» **TASK STATEMENT**
Which lines in the data below contain the word "clone"? Copy each of them.

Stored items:
=-=-=-=-=

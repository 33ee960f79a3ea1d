//! Scripted in-memory transport for tests and examples.

use super::{aborted_item, closed_item, Transport};
use crate::error::{RpcError, RpcResult};
use crate::message::{Envelope, Method, ResponseItem, Status};
use crate::streaming::{self, ItemStream};
use async_trait::async_trait;
use serde_json::Value;
use std::collections::{HashMap, VecDeque};
use std::sync::atomic::{AtomicBool, Ordering};
use std::sync::{Mutex, PoisonError};

/// Replies are scripted per method key and consumed in FIFO order; an
/// unscripted method echoes its payload back as a success. Every sent
/// envelope is recorded for assertions.
#[derive(Default)]
pub struct MockTransport {
    scripts: Mutex<HashMap<String, VecDeque<Vec<(Status, Value)>>>>,
    sent: Mutex<Vec<Envelope>>,
    closed: AtomicBool,
}

impl MockTransport {
    pub fn new() -> Self {
        Self::default()
    }

    pub fn enqueue_success(&self, method: &Method, payload: Value) {
        self.enqueue_items(method, vec![(Status::ok(), payload)]);
    }

    pub fn enqueue_error(&self, method: &Method, error: RpcError) {
        self.enqueue_items(method, vec![(Status::Error(error), Value::Null)]);
    }

    pub fn enqueue_items(&self, method: &Method, items: Vec<(Status, Value)>) {
        self.scripts
            .lock()
            .unwrap_or_else(PoisonError::into_inner)
            .entry(method.key())
            .or_default()
            .push_back(items);
    }

    /// Envelopes observed so far.
    pub fn sent(&self) -> Vec<Envelope> {
        self.sent
            .lock()
            .unwrap_or_else(PoisonError::into_inner)
            .clone()
    }

    pub fn sent_count(&self) -> usize {
        self.sent
            .lock()
            .unwrap_or_else(PoisonError::into_inner)
            .len()
    }
}

#[async_trait]
impl Transport for MockTransport {
    fn name(&self) -> &str {
        "mock"
    }

    async fn send(&self, envelope: Envelope) -> ItemStream {
        if self.closed.load(Ordering::SeqCst) {
            return streaming::single(closed_item(&envelope, self.name()));
        }
        if envelope.is_cancelled() {
            return streaming::single(aborted_item(&envelope));
        }

        self.sent
            .lock()
            .unwrap_or_else(PoisonError::into_inner)
            .push(envelope.clone());

        let scripted = self
            .scripts
            .lock()
            .unwrap_or_else(PoisonError::into_inner)
            .get_mut(&envelope.method.key())
            .and_then(VecDeque::pop_front);

        let items = match scripted {
            Some(replies) => replies
                .into_iter()
                .map(|(status, payload)| ResponseItem {
                    id: envelope.id.clone(),
                    status,
                    payload,
                    metadata: Default::default(),
                })
                .collect(),
            None => vec![ResponseItem::success(
                envelope.id.clone(),
                envelope.payload.clone(),
            )],
        };
        streaming::from_items(items)
    }

    async fn close(&self) -> RpcResult<()> {
        self.closed.store(true, Ordering::SeqCst);
        Ok(())
    }
}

=-=-=-=-=

» **OUTPUT BELOW**
            .clone()
            .push(envelope.clone());
                    id: envelope.id.clone(),
                envelope.id.clone(),
                envelope.payload.clone(),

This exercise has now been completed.